[着物レンタル あき]ホーム > 特集 > 【竹・菊模様訪問着】熊谷好博子作 安部麗子所蔵
11.09.30
お茶の世界では、11月が炉開きで「口切りの茶事」が行われ、その年採れた新しいお茶を頂きます。炉開きは茶人正月といわれる所以でもあります。
10月は茶壷に残り少なくなったお茶を頂き、風炉ともしばしの別れを惜しんで「名残の茶会」が行われます。

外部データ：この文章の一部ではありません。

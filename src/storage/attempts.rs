use chrono::Utc;
use sqlx::Row;
use std::collections::HashMap;

use super::database::Database;
use super::models::AttemptRecord;
use crate::utils::{QuizError, QuizResult};

impl Database {
    /// 记录作答；答错时累加连续错误次数，答对清零
    pub async fn record_attempt(
        &self,
        uid: &str,
        mcq_id: &str,
        is_correct: bool,
        selected_answer: Option<&str>,
    ) -> QuizResult<AttemptRecord> {
        if !self.mcq_exists(mcq_id).await? {
            return Err(QuizError::NotFound(format!("MCQ {}", mcq_id)));
        }

        let now_ms = Utc::now().timestamp_millis();
        sqlx::query(
            r#"
            INSERT INTO attempts (uid, mcq_id, is_correct, selected_answer, incorrect_streak, last_seen)
            VALUES (?, ?, ?, ?, ?, ?)
            ON CONFLICT(uid, mcq_id) DO UPDATE SET
                is_correct = excluded.is_correct,
                selected_answer = excluded.selected_answer,
                incorrect_streak = CASE WHEN excluded.is_correct THEN 0 ELSE attempts.incorrect_streak + 1 END,
                last_seen = excluded.last_seen
            "#,
        )
        .bind(uid)
        .bind(mcq_id)
        .bind(is_correct)
        .bind(selected_answer)
        .bind(if is_correct { 0_i64 } else { 1_i64 })
        .bind(now_ms)
        .execute(&self.pool)
        .await?;

        let attempts = self.attempts_for(uid).await?;
        attempts
            .get(mcq_id)
            .cloned()
            .ok_or_else(|| QuizError::Internal(format!("作答记录写入后丢失: {}", mcq_id)))
    }

    pub async fn attempts_for(&self, uid: &str) -> QuizResult<HashMap<String, AttemptRecord>> {
        let rows = sqlx::query(
            "SELECT mcq_id, is_correct, selected_answer, incorrect_streak, last_seen FROM attempts WHERE uid = ?",
        )
        .bind(uid)
        .fetch_all(&self.pool)
        .await?;

        let mut attempts = HashMap::with_capacity(rows.len());
        for row in rows {
            let streak: i64 = row.try_get("incorrect_streak")?;
            attempts.insert(
                row.try_get("mcq_id")?,
                AttemptRecord {
                    is_correct: row.try_get("is_correct")?,
                    selected_answer: row.try_get("selected_answer")?,
                    incorrect_streak: streak.max(0) as u32,
                    last_seen: Some(row.try_get("last_seen")?),
                },
            );
        }
        Ok(attempts)
    }
}
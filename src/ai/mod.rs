pub mod client;
pub mod json;
pub mod mock;
pub mod prompts;

pub use client::ChatCompletionBackend;
pub use mock::ScriptedBackend;

use async_trait::async_trait;

use crate::utils::QuizResult;

/// 请求的输出形式
#[derive(Debug, Clone, Copy, PartialEq, Eq)]
pub enum OutputMode {
    Text,
    Json,
}

/// 生成式文本后端：输入单条提示词，返回生成文本。
///
/// `Json` 模式只是向后端请求 JSON，结果仍需经过 [`json::parse_json_output`] 校验。
#[async_trait]
pub trait GenerativeBackend: Send + Sync {
    async fn generate(&self, prompt: &str, mode: OutputMode) -> QuizResult<String>;
}
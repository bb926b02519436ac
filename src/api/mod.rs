//! 可调用的 RPC 接口：每个操作一个 `POST /rpc/<name>`，JSON 请求与响应

pub mod error;
pub mod extract;
pub mod handlers;

use axum::{
    routing::{get, post},
    Router,
};
use std::sync::Arc;
use tower_http::trace::TraceLayer;

use crate::context::AppContext;

pub use error::{ApiError, ApiResult};

pub type AppState = Arc<AppContext>;

pub fn build_router(state: AppState) -> Router {
    let rpc = Router::new()
        .route("/objectFinalized", post(handlers::object_finalized))
        .route("/suggestContentMetrics", post(handlers::suggest_content_metrics))
        .route("/generateContent", post(handlers::generate_content))
        .route("/approveContent", post(handlers::approve_content))
        .route("/retryJob", post(handlers::retry_job))
        .route("/listPendingJobs", post(handlers::list_pending_jobs))
        .route("/deleteContentItem", post(handlers::delete_content_item))
        .route("/generateWeaknessBasedTest", post(handlers::generate_weakness_based_test))
        .route("/recordAttempt", post(handlers::record_attempt))
        .route("/generateMCQExplanation", post(handlers::generate_mcq_explanation))
        .route("/generatePerformanceAdvice", post(handlers::generate_performance_advice))
        .route("/getAppData", post(handlers::get_app_data));

    Router::new()
        .route("/health", get(handlers::health))
        .nest("/rpc", rpc)
        .layer(TraceLayer::new_for_http())
        .with_state(state)
}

室礼やお道具の取り合わせも詫びた風情の趣向で主客ともに1年を振り返ります。
着物も華美な着物よりは落ち着いた雰囲気の方がよろしいでしょう。
昭和55年にあつらえた下の画像の訪問着は、長生きすれば人間国宝と賞賛され早世を惜しまれた、東京友禅の第一人者「熊谷好博子」に製作をお願いした着物です。
当方の要望としては、竹に菊を配した模様を水墨画で描いて下さいとのみお願いし、白生地のセレクトから、地染め、水墨画、仕立てまで、全てお任せいたしました。
私は、強い風雨に見舞われても逆らわず雨に打たれ風になびき、それが過ぎればまた元の通り凛としてまっすぐに伸びる「竹」が好きなのです。
この着物は1991年「着物サロン」秋の号で、「名残の茶会」に着用している様子が紹介されました。
◆一幅の絵画のような芸術性の高い着物です。